Q: You also have your own radio show, Core Balance for Women's Health on Hay House Radio. Are there any recurrent questions you get regarding women's health?
A: It depends on the theme of each broadcast, but topics have included thyroid issues, uterine bleeding, weight loss resistance, adrenal dysfunction, emotional issues, depression, and basically any women's issues.
Q: Are you currently involved with any projects? Are there any projects that you would like to be involved with?
A: I'm presently figuring out the content of my next book. Women to Women is also looking to open a new clinic in the South in 2012, complete with an organic vegetable garden and cooking classes. I plan to travel back and forth between facilities.
Q: What do you like most about working at Women to Women?

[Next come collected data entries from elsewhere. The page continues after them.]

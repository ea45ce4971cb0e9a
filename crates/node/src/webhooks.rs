use std::sync::{Arc, Mutex};
use std::time::{SystemTime, UNIX_EPOCH};

use headerd_storage::{Column, KeyValueStore, StoreError};
use serde::{Deserialize, Serialize};

#[derive(Clone, Debug, PartialEq, Eq, Deserialize, Serialize)]
#[serde(rename_all = "camelCase")]
pub struct AuthHeader {
    pub name: String,
    pub value: String,
}

#[derive(Clone, Debug, PartialEq, Eq, Deserialize, Serialize)]
#[serde(rename_all = "camelCase")]
pub struct Webhook {
    pub url: String,
    #[serde(default, skip_serializing_if = "Option::is_none")]
    pub auth_header: Option<AuthHeader>,
    pub created_at: u64,
    #[serde(default)]
    pub last_emitted_at: Option<u64>,
    #[serde(default)]
    pub error_count: u32,
    pub active: bool,
}

/// Registered webhook endpoints in the `webhook` column, keyed by url.
pub struct WebhookStore<S> {
    store: Arc<S>,
    max_tries: u32,
    write_lock: Mutex<()>,
}

pub fn validate_url(url: &str) -> Result<(), String> {
    let rest = url
        .strip_prefix("http://")
        .or_else(|| url.strip_prefix("https://"))
        .ok_or_else(|| format!("webhook url '{url}' must be http or https"))?;
    if rest.is_empty() || rest.starts_with('/') || url.chars().any(char::is_whitespace) {
        return Err(format!("webhook url '{url}' has no host"));
    }
    Ok(())
}

impl<S: KeyValueStore> WebhookStore<S> {
    pub fn new(store: Arc<S>, max_tries: u32) -> Self {
        Self {
            store,
            max_tries: max_tries.max(1),
            write_lock: Mutex::new(()),
        }
    }

    pub fn max_tries(&self) -> u32 {
        self.max_tries
    }

    /// Adds or re-activates a webhook. Re-registering resets its error count.
    pub fn register(&self, url: &str, auth_header: Option<AuthHeader>) -> Result<Webhook, StoreError> {
        let _guard = self.lock()?;
        let created_at = match self.get(url)? {
            Some(existing) => existing.created_at,
            None => unix_now(),
        };
        let webhook = Webhook {
            url: url.to_string(),
            auth_header,
            created_at,
            last_emitted_at: None,
            error_count: 0,
            active: true,
        };
        self.put(&webhook)?;
        Ok(webhook)
    }

    pub fn revoke(&self, url: &str) -> Result<bool, StoreError> {
        let _guard = self.lock()?;
        if self.get(url)?.is_none() {
            return Ok(false);
        }
        self.store.delete(Column::Webhook, url.as_bytes())?;
        Ok(true)
    }

    pub fn get(&self, url: &str) -> Result<Option<Webhook>, StoreError> {
        match self.store.get(Column::Webhook, url.as_bytes())? {
            Some(bytes) => decode(&bytes).map(Some),
            None => Ok(None),
        }
    }

    pub fn list(&self) -> Result<Vec<Webhook>, StoreError> {
        self.store
            .scan_prefix(Column::Webhook, &[])?
            .iter()
            .map(|(_, value)| decode(value))
            .collect()
    }

    pub fn active(&self) -> Result<Vec<Webhook>, StoreError> {
        Ok(self
            .list()?
            .into_iter()
            .filter(|webhook| webhook.active)
            .collect())
    }

    /// Records one delivery attempt. After `max_tries` consecutive failures
    /// the webhook is deactivated. Returns the updated record, or `None` if
    /// it was revoked meanwhile.
    pub fn record_delivery(&self, url: &str, delivered: bool) -> Result<Option<Webhook>, StoreError> {
        let _guard = self.lock()?;
        let Some(mut webhook) = self.get(url)? else {
            return Ok(None);
        };
        if delivered {
            webhook.error_count = 0;
            webhook.last_emitted_at = Some(unix_now());
        } else {
            webhook.error_count = webhook.error_count.saturating_add(1);
            if webhook.error_count >= self.max_tries {
                webhook.active = false;
            }
        }
        self.put(&webhook)?;
        Ok(Some(webhook))
    }

    fn put(&self, webhook: &Webhook) -> Result<(), StoreError> {
        let bytes =
            serde_json::to_vec(webhook).map_err(|err| StoreError::Backend(err.to_string()))?;
        self.store
            .put(Column::Webhook, webhook.url.as_bytes(), &bytes)
    }

    fn lock(&self) -> Result<std::sync::MutexGuard<'_, ()>, StoreError> {
        self.write_lock
            .lock()
            .map_err(|_| StoreError::Backend("webhook lock poisoned".to_string()))
    }
}

fn decode(bytes: &[u8]) -> Result<Webhook, StoreError> {
    serde_json::from_slice(bytes).map_err(|err| StoreError::Corrupt(format!("webhook: {err}")))
}

fn unix_now() -> u64 {
    SystemTime::now()
        .duration_since(UNIX_EPOCH)
        .unwrap_or_default()
        .as_secs()
}

#[cfg(test)]
mod tests {
    use super::*;
    use headerd_storage::memory::MemoryStore;

    const URL: &str = "http://127.0.0.1:9/hook";

    #[test]
    fn validates_urls() {
        assert!(validate_url(URL).is_ok());
        assert!(validate_url("https://example.com").is_ok());
        assert!(validate_url("ftp://example.com").is_err());
        assert!(validate_url("http://").is_err());
        assert!(validate_url("http:///path").is_err());
    }

    #[test]
    fn register_list_and_revoke() {
        let hooks = WebhookStore::new(Arc::new(MemoryStore::new()), 3);
        let auth = AuthHeader {
            name: "X-Key".to_string(),
            value: "secret".to_string(),
        };
        let hook = hooks.register(URL, Some(auth.clone())).expect("register");
        assert!(hook.active);
        assert_eq!(hooks.list().expect("list"), vec![hook.clone()]);
        assert_eq!(
            hooks.get(URL).expect("get").expect("present").auth_header,
            Some(auth)
        );
        assert!(hooks.revoke(URL).expect("revoke"));
        assert!(!hooks.revoke(URL).expect("missing"));
        assert!(hooks.list().expect("list").is_empty());
    }

    #[test]
    fn consecutive_failures_deactivate() {
        let hooks = WebhookStore::new(Arc::new(MemoryStore::new()), 3);
        hooks.register(URL, None).expect("register");

        hooks.record_delivery(URL, false).expect("fail");
        hooks.record_delivery(URL, false).expect("fail");
        let hook = hooks.record_delivery(URL, true).expect("ok").expect("present");
        assert_eq!(hook.error_count, 0);
        assert!(hook.last_emitted_at.is_some());

        for _ in 0..2 {
            hooks.record_delivery(URL, false).expect("fail");
        }
        assert_eq!(hooks.active().expect("active").len(), 1);
        let hook = hooks.record_delivery(URL, false).expect("fail").expect("present");
        assert!(!hook.active);
        assert!(hooks.active().expect("active").is_empty());

        let hook = hooks.register(URL, None).expect("re-register");
        assert!(hook.active);
        assert_eq!(hook.error_count, 0);
        assert!(hooks.record_delivery("http://unknown/", true).expect("missing").is_none());
    }
}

A: It is incredible work and I get to set my own hours (although people would probably tell you I still work too much!) I get to counsel, write and educate. There is nothing I dislike about my job.
Q: Do you feel that the role of nurse practitioners has changed over recent years?
A: Yes, nurse practitioners are more than an adjunct to the hierarchal system in medicine. We provide patient-focused care to those in dire need within the healthcare crisis.
Q: What do you feel is of the greatest concern to NPs today?
A: So many nurse practitioners are not taking care of themselves because they are too focused on patient care. It is just as important for us to take care of our own health.
Also, nurse practitioners are independent in practice, but some resistance exists. There is a hierarchal pecking order for some practitioners, but what is the battle? We are all just as important, though not equal.
Q: What is the most rewarding part of your job?
A: I've had some of the most amazing success stories. I love when patients call or write me and say I changed or helped save their lives. Through lifestyle changes and implementing the use of probiotics, multiple nutrients and digestive interventions, one of my patients went from being on 20 different medications to zero over the course of a year and a half.
Q: What words would you use to describe your job?
A: Creative and inspirational. As a nurse practitioner, so much is possible, and there is so much we can and need to do in healthcare.